Data in this exercise
━━━━━━━━━━━━━━━━━━━━

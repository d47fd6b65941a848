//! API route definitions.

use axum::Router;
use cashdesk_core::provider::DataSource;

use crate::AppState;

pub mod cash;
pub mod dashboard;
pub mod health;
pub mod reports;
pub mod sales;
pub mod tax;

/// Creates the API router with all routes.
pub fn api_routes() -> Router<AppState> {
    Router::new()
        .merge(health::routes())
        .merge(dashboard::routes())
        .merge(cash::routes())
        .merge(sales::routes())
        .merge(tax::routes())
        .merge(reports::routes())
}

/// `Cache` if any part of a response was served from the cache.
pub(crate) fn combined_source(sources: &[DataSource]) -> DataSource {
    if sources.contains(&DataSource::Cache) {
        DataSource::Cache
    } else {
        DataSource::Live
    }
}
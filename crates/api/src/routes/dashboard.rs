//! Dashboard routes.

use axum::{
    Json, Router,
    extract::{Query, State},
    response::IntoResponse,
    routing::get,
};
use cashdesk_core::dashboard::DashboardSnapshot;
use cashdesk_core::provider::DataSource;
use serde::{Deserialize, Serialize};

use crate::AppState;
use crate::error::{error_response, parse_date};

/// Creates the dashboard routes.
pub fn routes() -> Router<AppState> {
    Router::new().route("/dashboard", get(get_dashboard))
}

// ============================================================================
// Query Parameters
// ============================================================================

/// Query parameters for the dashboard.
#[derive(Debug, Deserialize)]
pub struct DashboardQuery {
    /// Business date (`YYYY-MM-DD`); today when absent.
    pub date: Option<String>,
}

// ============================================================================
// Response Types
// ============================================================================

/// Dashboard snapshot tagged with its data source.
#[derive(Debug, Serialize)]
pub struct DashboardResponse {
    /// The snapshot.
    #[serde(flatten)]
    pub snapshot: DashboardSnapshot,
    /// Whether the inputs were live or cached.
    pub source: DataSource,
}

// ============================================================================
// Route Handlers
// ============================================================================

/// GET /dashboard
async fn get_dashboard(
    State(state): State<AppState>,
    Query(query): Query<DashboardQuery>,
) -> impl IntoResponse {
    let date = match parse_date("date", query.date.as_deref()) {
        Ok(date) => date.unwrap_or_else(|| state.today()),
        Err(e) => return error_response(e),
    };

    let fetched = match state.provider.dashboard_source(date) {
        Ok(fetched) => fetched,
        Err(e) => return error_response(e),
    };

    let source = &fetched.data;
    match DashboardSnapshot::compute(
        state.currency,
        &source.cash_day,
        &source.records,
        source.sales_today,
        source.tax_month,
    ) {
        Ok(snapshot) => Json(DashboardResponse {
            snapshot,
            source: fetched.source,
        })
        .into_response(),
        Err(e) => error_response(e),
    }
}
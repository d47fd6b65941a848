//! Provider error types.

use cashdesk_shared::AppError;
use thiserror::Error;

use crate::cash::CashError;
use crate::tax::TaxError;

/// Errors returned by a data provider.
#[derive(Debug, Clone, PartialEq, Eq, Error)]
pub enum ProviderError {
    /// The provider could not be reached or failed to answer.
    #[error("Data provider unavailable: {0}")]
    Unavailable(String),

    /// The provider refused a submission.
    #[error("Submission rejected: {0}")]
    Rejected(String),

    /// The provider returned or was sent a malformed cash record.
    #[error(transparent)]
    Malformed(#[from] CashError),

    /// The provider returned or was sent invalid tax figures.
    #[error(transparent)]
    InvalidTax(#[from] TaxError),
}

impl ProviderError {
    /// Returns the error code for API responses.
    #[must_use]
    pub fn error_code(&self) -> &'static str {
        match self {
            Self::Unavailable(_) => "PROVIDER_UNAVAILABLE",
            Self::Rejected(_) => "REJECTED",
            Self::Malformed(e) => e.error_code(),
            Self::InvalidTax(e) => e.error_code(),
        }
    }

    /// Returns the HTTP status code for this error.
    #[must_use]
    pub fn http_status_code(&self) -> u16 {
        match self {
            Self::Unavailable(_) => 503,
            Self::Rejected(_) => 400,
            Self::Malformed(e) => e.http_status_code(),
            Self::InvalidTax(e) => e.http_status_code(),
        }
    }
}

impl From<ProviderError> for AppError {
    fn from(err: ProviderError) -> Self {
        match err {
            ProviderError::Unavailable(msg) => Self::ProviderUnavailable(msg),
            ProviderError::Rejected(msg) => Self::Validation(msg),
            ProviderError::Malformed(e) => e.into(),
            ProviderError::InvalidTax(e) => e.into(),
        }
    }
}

━━━━━━━━━━━━━━━━━━━━

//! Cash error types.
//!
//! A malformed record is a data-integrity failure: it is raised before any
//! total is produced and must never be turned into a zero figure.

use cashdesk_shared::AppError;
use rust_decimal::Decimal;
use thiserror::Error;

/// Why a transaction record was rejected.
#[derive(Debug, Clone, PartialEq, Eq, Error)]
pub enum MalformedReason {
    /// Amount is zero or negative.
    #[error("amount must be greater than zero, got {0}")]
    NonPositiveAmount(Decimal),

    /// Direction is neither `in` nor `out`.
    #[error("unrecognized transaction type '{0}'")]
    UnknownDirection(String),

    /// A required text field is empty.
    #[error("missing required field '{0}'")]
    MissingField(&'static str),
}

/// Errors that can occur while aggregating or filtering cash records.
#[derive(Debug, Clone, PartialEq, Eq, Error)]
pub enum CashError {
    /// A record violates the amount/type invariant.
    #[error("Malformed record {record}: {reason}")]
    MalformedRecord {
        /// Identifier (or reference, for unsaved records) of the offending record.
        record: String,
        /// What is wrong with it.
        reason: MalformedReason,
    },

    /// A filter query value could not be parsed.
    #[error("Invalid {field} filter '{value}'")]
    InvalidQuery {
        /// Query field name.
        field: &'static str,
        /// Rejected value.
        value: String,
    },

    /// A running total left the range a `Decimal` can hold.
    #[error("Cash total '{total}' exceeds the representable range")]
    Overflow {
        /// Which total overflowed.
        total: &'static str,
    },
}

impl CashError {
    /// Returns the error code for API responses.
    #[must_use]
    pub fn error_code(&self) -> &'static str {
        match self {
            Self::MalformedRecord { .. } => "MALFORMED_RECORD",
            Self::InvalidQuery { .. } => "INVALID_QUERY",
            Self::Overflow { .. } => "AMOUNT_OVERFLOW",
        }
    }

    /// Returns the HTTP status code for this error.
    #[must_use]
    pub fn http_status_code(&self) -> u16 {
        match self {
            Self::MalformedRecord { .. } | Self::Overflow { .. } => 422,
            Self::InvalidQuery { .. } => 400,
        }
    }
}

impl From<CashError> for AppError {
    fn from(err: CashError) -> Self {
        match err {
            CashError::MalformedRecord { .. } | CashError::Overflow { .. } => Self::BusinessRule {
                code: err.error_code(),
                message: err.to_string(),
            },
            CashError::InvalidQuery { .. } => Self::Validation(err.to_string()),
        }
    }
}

━━━━━━━━━━━━━━━━━━━━

Task directions
If a line of the data holds the string "Decimal", list it.

Exercise answer
use rust_decimal::Decimal;
    NonPositiveAmount(Decimal),
    /// A running total left the range a `Decimal` can hold.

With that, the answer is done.